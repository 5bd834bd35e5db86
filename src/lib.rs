// ==========================================
// 非洲关键矿产数据看板 - 核心库
// ==========================================
// 技术栈: Rust + 内存快照
// 系统定位: 决策支持服务 (只读聚合查询)
// ==========================================

// 初始化国际化系统
rust_i18n::i18n!("locales", fallback = "zh-CN");

// ==========================================
// 模块声明
// ==========================================

// 领域层 - 实体与类型
pub mod domain;

// 快照仓储层 - 快照持有与原子发布
pub mod repository;

// 引擎层 - 聚合计算
pub mod engine;

// 导入层 - 外部数据
pub mod importer;

// 配置层 - 系统配置
pub mod config;

// 日志系统
pub mod logging;

// 国际化
pub mod i18n;

// API 层 - 业务接口
pub mod api;

// 应用层 - 状态装配
pub mod app;

// ==========================================
// 重导出核心类型
// ==========================================

// 领域类型
pub use domain::types::{SiteStatus, ValidationLevel};

// 领域实体
pub use domain::{
    Country, Mineral, ProductionStat, Role, Site, Snapshot, SnapshotMeta, StatKey, User,
};

// 引擎
pub use engine::{AggregationEngine, OverviewEngine, RankingEngine, TrendEngine};

// 导入层
pub use importer::{LoadError, LoadReport, ParseError, ValidationError};

// API
pub use api::{
    ApiError, ApiResult, DashboardApi, InvalidFilterError, QueryApi, QueryFilter, UserApi,
    YearRange,
};

// 快照仓储
pub use repository::SnapshotStore;

// ==========================================
// 常量定义
// ==========================================

// 系统版本
pub const VERSION: &str = env!("CARGO_PKG_VERSION");

// 系统名称
pub const APP_NAME: &str = "非洲关键矿产数据看板";

// 数据目录下的表文件名（不含扩展名）
pub const TABLE_COUNTRIES: &str = "countries";
pub const TABLE_MINERALS: &str = "minerals";
pub const TABLE_SITES: &str = "sites";
pub const TABLE_PRODUCTION: &str = "production_stats";
pub const TABLE_USERS: &str = "users";
pub const TABLE_ROLES: &str = "roles";

// ==========================================
// 预编译检查
// ==========================================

= = = = = = =

Check every line of the records above for the string "非洲关键矿产数据看板". Copy those that hold it.

// 非洲关键矿产数据看板 - 核心库
pub const APP_NAME: &str = "非洲关键矿产数据看板";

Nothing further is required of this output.